*WORK TO COMPLETE*
Only the lines containing "true" belong in the answer; find them in the material below.

—————

//! Per-verb handlers
//!
//! Each handler performs its filesystem calls and returns the response, or
//! the error for the router to translate.

use std::path::MAIN_SEPARATOR;

use bytes::Bytes;
use hyper::header::{self, HeaderValue};
use hyper::{Response, StatusCode};
use tokio::fs::File;

use super::router::RequestContext;
use crate::body::Body;
use crate::error::Error;
use crate::fs::{
    read_ranges, write_body, FileStream, FsError, FsErrorKind, FsResultExt, StatSnapshot,
    WriteMode,
};
use crate::http::cache::{evaluate_preconditions, has_preconditions, Precondition};
use crate::http::headers::{generic_headers, set_length, stat_headers};
use crate::http::range::{range_tokens, resolve_ranges, RangeSpec, RawRange, WriteWindow};
use crate::http::response::{
    build_416_response, build_422_response, build_bytes_response, build_precondition_response,
    build_response, build_status_response,
};
use crate::integrity;

/// `GET` and `HEAD`
pub async fn get(ctx: &RequestContext<'_>, is_head: bool) -> Result<Response<Body>, Error> {
    let path = &ctx.resource.path;
    let stat = StatSnapshot::capture(path).await?;

    match evaluate_preconditions(ctx.headers, Some(&stat)) {
        Precondition::Proceed => {}
        Precondition::NotModified => {
            return Ok(build_precondition_response(
                ctx.cfg,
                StatusCode::NOT_MODIFIED,
                Some(&stat),
            ))
        }
        Precondition::Failed => {
            return Ok(build_precondition_response(
                ctx.cfg,
                StatusCode::PRECONDITION_FAILED,
                Some(&stat),
            ))
        }
    }

    let mut headers = generic_headers(ctx.cfg);
    stat_headers(ctx.cfg, &stat, &mut headers);

    let Some(tokens) = range_tokens(ctx.range_header()) else {
        if is_head {
            return Ok(build_bytes_response(StatusCode::OK, headers, Bytes::new(), true));
        }
        let data = tokio::fs::read(path).await.fs_context("read", path)?;
        let data = integrity::validate(ctx.integrity, &[Bytes::from(data)])?;
        set_length(ctx.cfg, &mut headers, data.len() as u64);
        return Ok(build_bytes_response(StatusCode::OK, headers, data, false));
    };

    let ranges = match resolve_ranges(&tokens, stat.size) {
        Ok(ranges) => ranges,
        Err(err) => {
            return Ok(build_416_response(
                ctx.cfg,
                &err.into(),
                stat.size,
                ctx.json,
                is_head,
            ))
        }
    };

    let total: u64 = ranges.iter().map(RangeSpec::len).sum();
    set_length(ctx.cfg, &mut headers, total);
    if let [single] = ranges.as_slice() {
        let content_range = format!("bytes {}-{}/{}", single.start, single.end, stat.size);
        if let Ok(value) = HeaderValue::from_str(&content_range) {
            headers.insert(header::CONTENT_RANGE, value);
        }
    }
    if is_head {
        return Ok(build_bytes_response(
            StatusCode::PARTIAL_CONTENT,
            headers,
            Bytes::new(),
            true,
        ));
    }

    let chunks = read_ranges(path, &ranges).await?;
    let data = integrity::validate(ctx.integrity, &chunks)?;
    Ok(build_bytes_response(
        StatusCode::PARTIAL_CONTENT,
        headers,
        data,
        false,
    ))
}

/// `PUT`/`WRITE` (create or truncate) and `POST` (update in place)
///
/// Honours the first token of a `Range` header as the write window.
pub async fn write(
    ctx: &RequestContext<'_>,
    body: Body,
    mode: WriteMode,
) -> Result<Response<Body>, Error> {
    if body.is_absent() {
        return Ok(build_422_response(ctx.cfg));
    }
    if let Some(response) = check_write_preconditions(ctx).await? {
        return Ok(response);
    }

    let window = match range_tokens(ctx.range_header()).and_then(|t| t.first().copied()) {
        Some(token) => Some(write_window(ctx, token).await?),
        None => None,
    };

    write_body(&ctx.resource.path, mode, window, body, ctx.signal).await?;
    Ok(build_status_response(ctx.cfg, StatusCode::CREATED))
}

/// `APPEND`: the whole body goes to the end, `Range` is ignored
pub async fn append(ctx: &RequestContext<'_>, body: Body) -> Result<Response<Body>, Error> {
    if body.is_absent() {
        return Ok(build_422_response(ctx.cfg));
    }
    if let Some(response) = check_write_preconditions(ctx).await? {
        return Ok(response);
    }
    write_body(&ctx.resource.path, WriteMode::Append, None, body, ctx.signal).await?;
    Ok(build_status_response(ctx.cfg, StatusCode::CREATED))
}

async fn write_window(ctx: &RequestContext<'_>, token: &str) -> Result<WriteWindow, Error> {
    let raw = RawRange::parse(token)?;
    let current_size = match raw {
        RawRange::Suffix(_) => current_stat(ctx).await?.map_or(0, |stat| stat.size),
        _ => 0,
    };
    Ok(WriteWindow::from_raw(raw, current_size)?)
}

/// Stat that treats a missing resource as `None`
async fn current_stat(ctx: &RequestContext<'_>) -> Result<Option<StatSnapshot>, Error> {
    match StatSnapshot::capture(&ctx.resource.path).await {
        Ok(stat) => Ok(Some(stat)),
        Err(err) if err.kind() == FsErrorKind::NotFound => Ok(None),
        Err(err) => Err(err.into()),
    }
}

/// Conditional headers on a write: anything but `Proceed` is a 412
async fn check_write_preconditions(
    ctx: &RequestContext<'_>,
) -> Result<Option<Response<Body>>, Error> {
    if !has_preconditions(ctx.headers) {
        return Ok(None);
    }
    let stat = current_stat(ctx).await?;
    match evaluate_preconditions(ctx.headers, stat.as_ref()) {
        Precondition::Proceed => Ok(None),
        Precondition::NotModified | Precondition::Failed => Ok(Some(build_precondition_response(
            ctx.cfg,
            StatusCode::PRECONDITION_FAILED,
            stat.as_ref(),
        ))),
    }
}

/// `READ`: a live stream bound to an open descriptor
pub async fn read(ctx: &RequestContext<'_>) -> Result<Response<Body>, Error> {
    let path = &ctx.resource.path;
    let file = File::open(path).await.fs_context("open", path)?;
    let meta = file.metadata().await.fs_context("fstat", path)?;
    let stat = StatSnapshot::from_metadata(&meta);
    if stat.is_dir {
        return Err(FsError::from_errno(libc::EISDIR, "read", path).into());
    }

    let mut headers = generic_headers(ctx.cfg);
    stat_headers(ctx.cfg, &stat, &mut headers);

    let stream = FileStream::new(file, ctx.cfg.read_chunk_size)
        .with_len(stat.size)
        .with_signal(ctx.signal.cloned())
        .with_label(path);
    Ok(build_response(StatusCode::OK, headers, Body::File(stream)))
}

/// `LIST`: sorted entry names as JSON, directories with a trailing separator
pub async fn list(ctx: &RequestContext<'_>) -> Result<Response<Body>, Error> {
    let path = &ctx.resource.path;
    let stat = StatSnapshot::capture(path).await?;
    let mut entries = tokio::fs::read_dir(path).await.fs_context("scandir", path)?;

    let mut names = Vec::new();
    while let Some(entry) = entries.next_entry().await.fs_context("scandir", path)? {
        let mut name = entry.file_name().to_string_lossy().into_owned();
        if entry.file_type().await.is_ok_and(|t| t.is_dir()) {
            name.push(MAIN_SEPARATOR);
        }
        names.push(name);
    }
    names.sort();

    let json = serde_json::Value::from(names).to_string();
    let mut headers = generic_headers(ctx.cfg);
    stat_headers(ctx.cfg, &stat, &mut headers);
    headers.insert(
        header::CONTENT_TYPE,
        HeaderValue::from_static("application/json"),
    );
    headers.insert(header::CONTENT_LENGTH, HeaderValue::from(json.len()));
    Ok(build_response(StatusCode::OK, headers, Body::from(json)))
}

/// `DELETE`: non-recursive
pub async fn delete(ctx: &RequestContext<'_>) -> Result<Response<Body>, Error> {
    let path = &ctx.resource.path;
    tokio::fs::remove_file(path).await.fs_context("unlink", path)?;
    Ok(build_status_response(ctx.cfg, StatusCode::NO_CONTENT))
}

#[cfg(test)]
mod tests {
    use super::*;
    use crate::config::EngineConfig;
    use crate::request::ResourceRef;
    use hyper::header::HeaderMap;

    struct Fixture {
        _dir: tempfile::TempDir,
        resource: ResourceRef,
        cfg: EngineConfig,
        headers: HeaderMap,
    }

    impl Fixture {
        fn new(contents: Option<&[u8]>) -> Self {
            let dir = tempfile::tempdir().unwrap();
            let path = dir.path().join("file");
            if let Some(contents) = contents {
                std::fs::write(&path, contents).unwrap();
            }
            Self {
                resource: ResourceRef::from_path(&path).unwrap(),
                _dir: dir,
                cfg: EngineConfig::default(),
                headers: HeaderMap::new(),
            }
        }

        fn header(mut self, name: header::HeaderName, value: &str) -> Self {
            self.headers.insert(name, value.parse().unwrap());
            self
        }

        fn ctx(&self) -> RequestContext<'_> {
            RequestContext {
                cfg: &self.cfg,
                resource: &self.resource,
                headers: &self.headers,
                integrity: None,
                signal: None,
                json: false,
            }
        }
    }

    #[tokio::test]
    async fn test_get_whole() {
        let fx = Fixture::new(Some(b"test"));
        let response = get(&fx.ctx(), false).await.unwrap();
        assert_eq!(response.status(), StatusCode::OK);
        assert_eq!(response.headers()[header::CONTENT_LENGTH], "4");
        assert_eq!(response.into_body().bytes().await.unwrap(), "test");
    }

    #[tokio::test]
    async fn test_get_multiple_ranges_concatenated() {
        let fx = Fixture::new(Some(b"0123456789")).header(header::RANGE, "bytes=8-9, 0-1");
        let response = get(&fx.ctx(), false).await.unwrap();
        assert_eq!(response.status(), StatusCode::PARTIAL_CONTENT);
        assert_eq!(response.headers()[header::CONTENT_LENGTH], "4");
        assert!(!response.headers().contains_key(header::CONTENT_RANGE));
        assert_eq!(response.into_body().bytes().await.unwrap(), "8901");
    }

    #[tokio::test]
    async fn test_get_single_range_content_range() {
        let fx = Fixture::new(Some(b"0123456789")).header(header::RANGE, "bytes=-3");
        let response = get(&fx.ctx(), false).await.unwrap();
        assert_eq!(response.headers()[header::CONTENT_RANGE], "bytes 7-9/10");
        assert_eq!(response.headers()["x-poteto-size"], "3");
    }

    #[tokio::test]
    async fn test_get_unsatisfiable() {
        let fx = Fixture::new(Some(b"test")).header(header::RANGE, "bytes=2-4");
        let response = get(&fx.ctx(), false).await.unwrap();
        assert_eq!(response.status(), StatusCode::RANGE_NOT_SATISFIABLE);
        assert_eq!(response.headers()[header::CONTENT_RANGE], "bytes */4");
    }

    #[tokio::test]
    async fn test_head_has_no_body() {
        let fx = Fixture::new(Some(b"test"));
        let response = get(&fx.ctx(), true).await.unwrap();
        assert_eq!(response.headers()[header::CONTENT_LENGTH], "4");
        assert!(response.body().is_absent());
    }

    #[tokio::test]
    async fn test_write_without_body() {
        let fx = Fixture::new(None);
        let response = write(&fx.ctx(), Body::Empty, WriteMode::Truncate)
            .await
            .unwrap();
        assert_eq!(response.status(), StatusCode::UNPROCESSABLE_ENTITY);
        assert!(!fx.resource.path.exists());
    }

    #[tokio::test]
    async fn test_ranged_put_and_post() {
        let fx = Fixture::new(Some(b"abcdef")).header(header::RANGE, "bytes=2-3");
        let response = write(&fx.ctx(), Body::from("XYZ"), WriteMode::Update)
            .await
            .unwrap();
        assert_eq!(response.status(), StatusCode::CREATED);
        assert_eq!(std::fs::read(&fx.resource.path).unwrap(), b"abXYef");

        let response = write(&fx.ctx(), Body::from("XY"), WriteMode::Truncate)
            .await
            .unwrap();
        assert_eq!(response.status(), StatusCode::CREATED);
        assert_eq!(std::fs::read(&fx.resource.path).unwrap(), b"\0\0XY");
    }

    #[tokio::test]
    async fn test_suffix_write_uses_current_size() {
        let fx = Fixture::new(Some(b"abcdef")).header(header::RANGE, "bytes=-2");
        write(&fx.ctx(), Body::from("XYZ"), WriteMode::Update)
            .await
            .unwrap();
        assert_eq!(std::fs::read(&fx.resource.path).unwrap(), b"abcdXY");
    }

    #[tokio::test]
    async fn test_conditional_write() {
        let fx = Fixture::new(None).header(header::IF_MATCH, "*");
        let response = write(&fx.ctx(), Body::from("x"), WriteMode::Truncate)
            .await
            .unwrap();
        assert_eq!(response.status(), StatusCode::PRECONDITION_FAILED);
        assert!(!fx.resource.path.exists());
    }

    #[tokio::test]
    async fn test_read_directory_is_eisdir() {
        let dir = tempfile::tempdir().unwrap();
        let resource = ResourceRef::from_path(dir.path()).unwrap();
        let cfg = EngineConfig::default();
        let headers = HeaderMap::new();
        let ctx = RequestContext {
            cfg: &cfg,
            resource: &resource,
            headers: &headers,
            integrity: None,
            signal: None,
            json: false,
        };
        let err = read(&ctx).await.unwrap_err();
        assert_eq!(err.status(), Some(StatusCode::BAD_REQUEST));
        assert_eq!(err.code(), Some("EISDIR"));
    }

    #[tokio::test]
    async fn test_list_and_delete() {
        let dir = tempfile::tempdir().unwrap();
        std::fs::write(dir.path().join("b.txt"), b"").unwrap();
        std::fs::create_dir(dir.path().join("a")).unwrap();
        let cfg = EngineConfig::default();
        let headers = HeaderMap::new();

        let resource = ResourceRef::from_path(dir.path()).unwrap();
        let ctx = RequestContext {
            cfg: &cfg,
            resource: &resource,
            headers: &headers,
            integrity: None,
            signal: None,
            json: false,
        };
        let response = list(&ctx).await.unwrap();
        assert_eq!(response.headers()[header::CONTENT_TYPE], "application/json");
        let body = response.into_body().bytes().await.unwrap();
        let names: Vec<String> = serde_json::from_slice(&body).unwrap();
        assert_eq!(names, vec![format!("a{MAIN_SEPARATOR}"), "b.txt".to_string()]);

        let resource = ResourceRef::from_path(dir.path().join("b.txt")).unwrap();
        let ctx = RequestContext {
            resource: &resource,
            ..ctx
        };
        let response = delete(&ctx).await.unwrap();
        assert_eq!(response.status(), StatusCode::NO_CONTENT);
        let err = delete(&ctx).await.unwrap_err();
        assert_eq!(err.status(), Some(StatusCode::NOT_FOUND));
    }
}
//! Filesystem boundary
//!
//! Everything below the engine that touches the disk: error translation,
//! stat capture, range reads, body writes and descriptor-owning streams.

mod error;
pub mod io;
mod stat;
mod stream;

pub use error::{errno_name, FsError, FsErrorKind, FsResultExt};
pub use io::{read_ranges, write_body, WriteMode};
pub use stat::{iso_timestamp, StatSnapshot};
pub use stream::{FileStream, ReadStream};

—————

*OUTPUT OF THE EXERCISE*
            return Ok(build_bytes_response(StatusCode::OK, headers, Bytes::new(), true));
            true,
        let response = get(&fx.ctx(), true).await.unwrap();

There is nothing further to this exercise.